U was also a solo effort, and Phillips is coy when asked if the new EP will feature collaborators: “That’s to be confirmed. I can’t answer that question yet!”


I like making music to maintain that kind of normal narrative in life."

— Will Phillips, aka Tourist.


Of course, Phillips’ most famous collaborator is blue-eyed soul singer Sam Smith, with whom he wrote “Stay With Me.” The blockbuster track won Smith, Phillips and third co-writer Jimmy Napes a Grammy for Song of the Year in 2015, an honour Phillips called “ridiculous” in a past interview.

One gets the sense that Phillips isn’t really one for the hue and cry of big industry award shows, especially when he explains why he favours the EP format: “You don't have to have a massive campaign and all that nonsense around a record. You can just do it and put it out. It feels like you're continuing the story you're trying to say.”

Even while he was on tour in Europe and America, Phillips kept spinning his story, making music that would become this new EP. “I like making music to maintain that kind of normal narrative in life,” he says. Another way he stays sane on tour is – he cringes at how "fitspirational" he must sound here – going on a run through the city he’s landed in.


I do very obsessively listen to things. I need it to not get boring."

— Will Phillips, aka Tourist.


“That's quite a nice way of seeing the city because usually when you go to a city you're not there as a” – he stumbles a little – “tourist, so to speak. You're there because you're working.” And in a sense, even when he’s running, Phillips is still working: he often takes the opportunity to make field recordings, usually of natural sounds, to use in his music.
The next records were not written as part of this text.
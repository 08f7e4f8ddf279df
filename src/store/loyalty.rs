//! The loyalty ledger: point accrual and redemption for
//! customer-attributed sales.

use thiserror::Error;
use tracing::{info, warn};

use crate::model::CustomerId;
use crate::store::CafeStore;

/// Points earned per currency unit of a sale's total, truncated toward
/// zero.
pub const POINTS_PER_CURRENCY_UNIT: f64 = 10.0;

/// Errors that can occur during loyalty operations.
#[derive(Debug, Clone, Error, PartialEq)]
pub enum LoyaltyError {
    /// An error occurred while communicating with the engine actor.
    #[error("Actor communication error: {0}")]
    ActorCommunicationError(String),
}

impl From<String> for LoyaltyError {
    fn from(msg: String) -> Self {
        LoyaltyError::ActorCommunicationError(msg)
    }
}

impl CafeStore {
    /// Applies a customer-attributed sale to the ledger and returns the
    /// points earned (`floor(total * 10)`).
    ///
    /// Redemption and accrual land in a single balance update, so no
    /// intermediate negative balance is ever visible. The ledger does not
    /// re-validate `points_redeemed` against the balance (the checkout
    /// collaborator checks that against the balance it is displaying), so an
    /// over-redemption drives the balance negative; the ledger logs it and
    /// moves on. An unknown customer leaves every balance untouched.
    pub fn apply_customer_sale(
        &mut self,
        customer_id: CustomerId,
        total: f64,
        points_redeemed: i64,
    ) -> i64 {
        let points_earned = (total * POINTS_PER_CURRENCY_UNIT).floor() as i64;

        match self.customers.get_mut(&customer_id) {
            Some(customer) => {
                customer.points = customer.points - points_redeemed + points_earned;
                if customer.points < 0 {
                    warn!(
                        customer_id = %customer_id,
                        balance = customer.points,
                        "Loyalty balance went negative"
                    );
                }
                info!(
                    customer_id = %customer_id,
                    points_earned,
                    points_redeemed,
                    balance = customer.points,
                    "Loyalty points applied"
                );
            }
            None => {
                warn!(
                    customer_id = %customer_id,
                    "Loyalty sale for unknown customer, no balance touched"
                );
            }
        }

        points_earned
    }
}
//! Inventory reconciliation: turning a finalized order into stock
//! deductions.
//!
//! The algorithm is accumulate-then-write. Deductions are summed into
//! per-entity running totals across *all* order lines first, and each
//! affected stock field is written exactly once afterwards. Several lines
//! sharing an ingredient therefore floor against the combined total, and the
//! result is identical regardless of line ordering.

use std::collections::HashMap;

use tracing::{debug, warn};

use crate::model::{Fulfillment, InventoryItemId, MenuItemId, OrderItem};
use crate::store::CafeStore;

impl CafeStore {
    /// Applies the stock consumption of a finalized order.
    ///
    /// Never fails: stock floors at zero instead of rejecting over-deduction
    /// (availability of the sale record wins over strict inventory
    /// accuracy), and lines or ingredients referencing entities missing from
    /// the catalog are skipped with a warning while the rest of the order
    /// still reconciles.
    pub fn reconcile(&mut self, items: &[OrderItem]) {
        let mut inventory_totals: HashMap<InventoryItemId, f64> = HashMap::new();
        let mut menu_totals: HashMap<MenuItemId, u32> = HashMap::new();

        for line in items {
            match self.menu.get(&line.menu_item_id).map(|item| &item.fulfillment) {
                Some(Fulfillment::Prepared(recipe)) => {
                    for ingredient in &recipe.ingredients {
                        *inventory_totals
                            .entry(ingredient.inventory_item_id)
                            .or_default() +=
                            ingredient.quantity_per_unit * f64::from(line.quantity);
                    }
                }
                Some(Fulfillment::Stocked { .. }) => {
                    *menu_totals.entry(line.menu_item_id).or_default() += line.quantity;
                }
                None => {
                    warn!(
                        menu_item_id = %line.menu_item_id,
                        "Order line references unknown menu item, skipped"
                    );
                }
            }
        }

        for (id, deduction) in inventory_totals {
            match self.inventory.get_mut(&id) {
                Some(item) => {
                    item.stock = (item.stock - deduction).max(0.0);
                    debug!(inventory_item_id = %id, deduction, stock = item.stock, "Ingredient stock deducted");
                }
                None => {
                    warn!(
                        inventory_item_id = %id,
                        "Recipe references unknown inventory item, skipped"
                    );
                }
            }
        }

        for (id, deduction) in menu_totals {
            if let Some(item) = self.menu.get_mut(&id) {
                if let Fulfillment::Stocked { stock } = &mut item.fulfillment {
                    *stock = stock.saturating_sub(deduction);
                    debug!(menu_item_id = %id, deduction, stock = *stock, "Direct stock deducted");
                }
            }
        }
    }
}

#[cfg(test)]
mod tests {
    use super::*;
    use crate::model::{
        InventoryCategory, InventoryItemCreate, MenuCategory, MenuItem, MenuItemCreate, Recipe,
        RecipeIngredient, StockUnit,
    };

    fn add_inventory(store: &mut CafeStore, name: &str, stock: f64, unit: StockUnit) -> InventoryItemId {
        store
            .add_inventory_item(InventoryItemCreate {
                name: name.into(),
                category: InventoryCategory::DryGoods,
                stock,
                unit,
                reorder_level: 1.0,
                supplier: "Supplier".into(),
                cost: 1.0,
            })
            .id
    }

    fn add_stocked(store: &mut CafeStore, name: &str, stock: u32) -> MenuItem {
        store.add_menu_item(MenuItemCreate {
            name: name.into(),
            category: MenuCategory::Dessert,
            price: 6.0,
            stock,
        })
    }

    fn add_prepared(
        store: &mut CafeStore,
        name: &str,
        ingredients: Vec<RecipeIngredient>,
    ) -> MenuItem {
        let item = store.add_menu_item(MenuItemCreate {
            name: name.into(),
            category: MenuCategory::Beverage,
            price: 4.5,
            stock: 0,
        });
        store
            .set_recipe(
                item.id,
                Recipe {
                    ingredients,
                    prep_time_minutes: 3,
                    clean_time_minutes: 2,
                    utilities_cost: 0.1,
                    packaging_cost: 0.05,
                },
            )
            .unwrap()
    }

    fn line(item: &MenuItem, quantity: u32) -> OrderItem {
        OrderItem::of(item, quantity)
    }

    fn stock_of(store: &CafeStore, id: InventoryItemId) -> f64 {
        store.inventory_item(id).unwrap().stock
    }

    #[test]
    fn latte_order_consumes_ingredients() {
        let mut store = CafeStore::new();
        let beans = add_inventory(&mut store, "Espresso Beans", 20.0, StockUnit::Kg);
        let milk = add_inventory(&mut store, "Whole Milk", 12.0, StockUnit::Liters);
        let latte = add_prepared(
            &mut store,
            "Latte",
            vec![
                RecipeIngredient {
                    inventory_item_id: beans,
                    quantity_per_unit: 0.02,
                },
                RecipeIngredient {
                    inventory_item_id: milk,
                    quantity_per_unit: 0.25,
                },
            ],
        );

        store.reconcile(&[line(&latte, 2)]);

        assert!((stock_of(&store, beans) - 19.96).abs() < 1e-9);
        assert!((stock_of(&store, milk) - 11.5).abs() < 1e-9);
    }

    #[test]
    fn direct_stock_item_decrements_its_own_counter() {
        let mut store = CafeStore::new();
        let beans = add_inventory(&mut store, "Espresso Beans", 20.0, StockUnit::Kg);
        let cheesecake = add_stocked(&mut store, "Cheesecake", 15);

        store.reconcile(&[line(&cheesecake, 1)]);

        assert_eq!(
            store.menu_item(cheesecake.id).unwrap().direct_stock(),
            Some(14)
        );
        // Inventory untouched.
        assert!((stock_of(&store, beans) - 20.0).abs() < 1e-9);
    }

    #[test]
    fn result_is_independent_of_line_order() {
        let build = || {
            let mut store = CafeStore::new();
            let beans = add_inventory(&mut store, "Espresso Beans", 20.0, StockUnit::Kg);
            let milk = add_inventory(&mut store, "Whole Milk", 12.0, StockUnit::Liters);
            let latte = add_prepared(
                &mut store,
                "Latte",
                vec![
                    RecipeIngredient {
                        inventory_item_id: beans,
                        quantity_per_unit: 0.02,
                    },
                    RecipeIngredient {
                        inventory_item_id: milk,
                        quantity_per_unit: 0.25,
                    },
                ],
            );
            let flat_white = add_prepared(
                &mut store,
                "Flat White",
                vec![
                    RecipeIngredient {
                        inventory_item_id: beans,
                        quantity_per_unit: 0.02,
                    },
                    RecipeIngredient {
                        inventory_item_id: milk,
                        quantity_per_unit: 0.15,
                    },
                ],
            );
            let cheesecake = add_stocked(&mut store, "Cheesecake", 15);
            (store, beans, milk, latte, flat_white, cheesecake)
        };

        let (mut forward, beans_a, milk_a, latte, flat_white, cheesecake) = build();
        let lines = vec![line(&latte, 2), line(&flat_white, 3), line(&cheesecake, 1)];
        forward.reconcile(&lines);

        let (mut reversed, beans_b, milk_b, ..) = build();
        let mut backwards = lines.clone();
        backwards.reverse();
        reversed.reconcile(&backwards);

        assert_eq!(
            stock_of(&forward, beans_a).to_bits(),
            stock_of(&reversed, beans_b).to_bits()
        );
        assert_eq!(
            stock_of(&forward, milk_a).to_bits(),
            stock_of(&reversed, milk_b).to_bits()
        );
    }

    #[test]
    fn shared_ingredients_are_summed_before_the_write() {
        let mut store = CafeStore::new();
        // 1.0 on hand; two lines wanting 0.75 each must floor against the
        // combined 1.5, not leave 0.25 behind from a second pass.
        let milk = add_inventory(&mut store, "Whole Milk", 1.0, StockUnit::Liters);
        let latte = add_prepared(
            &mut store,
            "Latte",
            vec![RecipeIngredient {
                inventory_item_id: milk,
                quantity_per_unit: 0.25,
            }],
        );
        let cocoa = add_prepared(
            &mut store,
            "Hot Chocolate",
            vec![RecipeIngredient {
                inventory_item_id: milk,
                quantity_per_unit: 0.25,
            }],
        );

        store.reconcile(&[line(&latte, 3), line(&cocoa, 3)]);

        assert!(stock_of(&store, milk).abs() < 1e-9);
    }

    #[test]
    fn stock_floors_at_zero() {
        let mut store = CafeStore::new();
        let beans = add_inventory(&mut store, "Espresso Beans", 0.05, StockUnit::Kg);
        let latte = add_prepared(
            &mut store,
            "Latte",
            vec![RecipeIngredient {
                inventory_item_id: beans,
                quantity_per_unit: 0.02,
            }],
        );

        store.reconcile(&[line(&latte, 40)]);

        assert!(stock_of(&store, beans).abs() < f64::EPSILON);

        let cheesecake = add_stocked(&mut store, "Cheesecake", 2);
        store.reconcile(&[line(&cheesecake, 10)]);
        assert_eq!(
            store.menu_item(cheesecake.id).unwrap().direct_stock(),
            Some(0)
        );
    }

    #[test]
    fn unknown_references_are_skipped_not_fatal() {
        let mut store = CafeStore::new();
        let milk = add_inventory(&mut store, "Whole Milk", 12.0, StockUnit::Liters);
        let latte = add_prepared(
            &mut store,
            "Latte",
            vec![RecipeIngredient {
                inventory_item_id: milk,
                quantity_per_unit: 0.25,
            }],
        );

        // A line for a menu item that was deleted after checkout.
        let ghost = OrderItem {
            menu_item_id: MenuItemId(404),
            name: "Ghost".into(),
            unit_price: 1.0,
            quantity: 3,
        };

        store.reconcile(&[ghost, line(&latte, 2)]);

        // The rest of the order still reconciled.
        assert!((stock_of(&store, milk) - 11.5).abs() < 1e-9);
    }

    #[test]
    fn ingredient_removed_from_catalog_is_skipped() {
        let mut store = CafeStore::new();
        let beans = add_inventory(&mut store, "Espresso Beans", 20.0, StockUnit::Kg);
        let milk = add_inventory(&mut store, "Whole Milk", 12.0, StockUnit::Liters);
        let latte = add_prepared(
            &mut store,
            "Latte",
            vec![
                RecipeIngredient {
                    inventory_item_id: beans,
                    quantity_per_unit: 0.02,
                },
                RecipeIngredient {
                    inventory_item_id: milk,
                    quantity_per_unit: 0.25,
                },
            ],
        );

        // The recipe was validated at edit time, but the ingredient has
        // since been deleted by an inventory editor.
        store.remove_inventory_item(milk);
        store.reconcile(&[line(&latte, 2)]);

        assert!((stock_of(&store, beans) - 19.96).abs() < 1e-9);
    }
}
//! Sales, order lines, and kitchen orders.

use chrono::{DateTime, Utc};
use serde::{Deserialize, Serialize};

use crate::model::{CustomerId, MenuItem, MenuItemId, SaleId};

/// One line of an order: a snapshot of the menu item at order time plus the
/// quantity sold. The snapshot freezes name and price so later catalog edits
/// cannot rewrite historical sales.
#[derive(Debug, Clone, PartialEq, Serialize, Deserialize)]
pub struct OrderItem {
    pub menu_item_id: MenuItemId,
    pub name: String,
    pub unit_price: f64,
    /// Quantity sold. Must be > 0 (caller contract).
    pub quantity: u32,
}

impl OrderItem {
    /// Snapshots a catalog item into an order line.
    pub fn of(item: &MenuItem, quantity: u32) -> Self {
        Self {
            menu_item_id: item.id,
            name: item.name.clone(),
            unit_price: item.price,
            quantity,
        }
    }
}

/// A finalized sale.
///
/// The money triple is computed and validated by the checkout collaborator
/// before it reaches the engine (`total = subtotal - discount`,
/// `discount <= subtotal`, all non-negative). `prep_time_seconds` is absent
/// until the matching kitchen order completes, and is written exactly once.
#[derive(Debug, Clone, PartialEq, Serialize, Deserialize)]
pub struct Sale {
    pub id: SaleId,
    pub timestamp: DateTime<Utc>,
    pub items: Vec<OrderItem>,
    pub subtotal: f64,
    pub discount: f64,
    pub total: f64,
    pub prep_time_seconds: Option<u64>,
    /// Present only for loyalty-attributed orders.
    pub customer_id: Option<CustomerId>,
}

/// The in-progress fulfillment record mirroring a [`Sale`].
///
/// Created atomically with its sale (same id) and removed from the active
/// set when the kitchen completes it.
#[derive(Debug, Clone, PartialEq, Serialize, Deserialize)]
pub struct KitchenOrder {
    pub id: SaleId,
    pub timestamp: DateTime<Utc>,
    pub items: Vec<OrderItem>,
    pub customer_id: Option<CustomerId>,
}

/// Payload for finalizing a sale.
#[derive(Debug, Clone, Serialize, Deserialize)]
pub struct SaleCreate {
    pub items: Vec<OrderItem>,
    pub subtotal: f64,
    pub discount: f64,
    pub total: f64,
    pub customer_id: Option<CustomerId>,
}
His career is burgeoning, but Phillips has already dabbled in many types of music-making, whether it’s songwriting for others, creating for himself or remixing other people’s songs — like he did for Christine and the Queens recently.

He’d also leap at the chance to score a film or television show, as many musicians have been doing (think Mogwai with Atomic or SURVIVE with their work on Stranger Things), particularly because he’s recently watched the Denis Villeneuve sci-fi epic Arrival, whose “astounding” Jóhann Jóhannsson-composed score blew him away.

Phillips enthusiastically recommends me an episode of the podcast Song Exploder, where the Icelandic composer breaks down how the piece 'Heptapod B' was made, and I’m reminded of his professedly obsessive focus on his music and how that surely translates into a curiosity about how others marshal and manipulate sound. Only time will tell where that fascination will take him.


Tourist will perform at Laneway Festival 2017 on January 21st alongside Nick Murphy, Clams Casino, Floating Points and many more.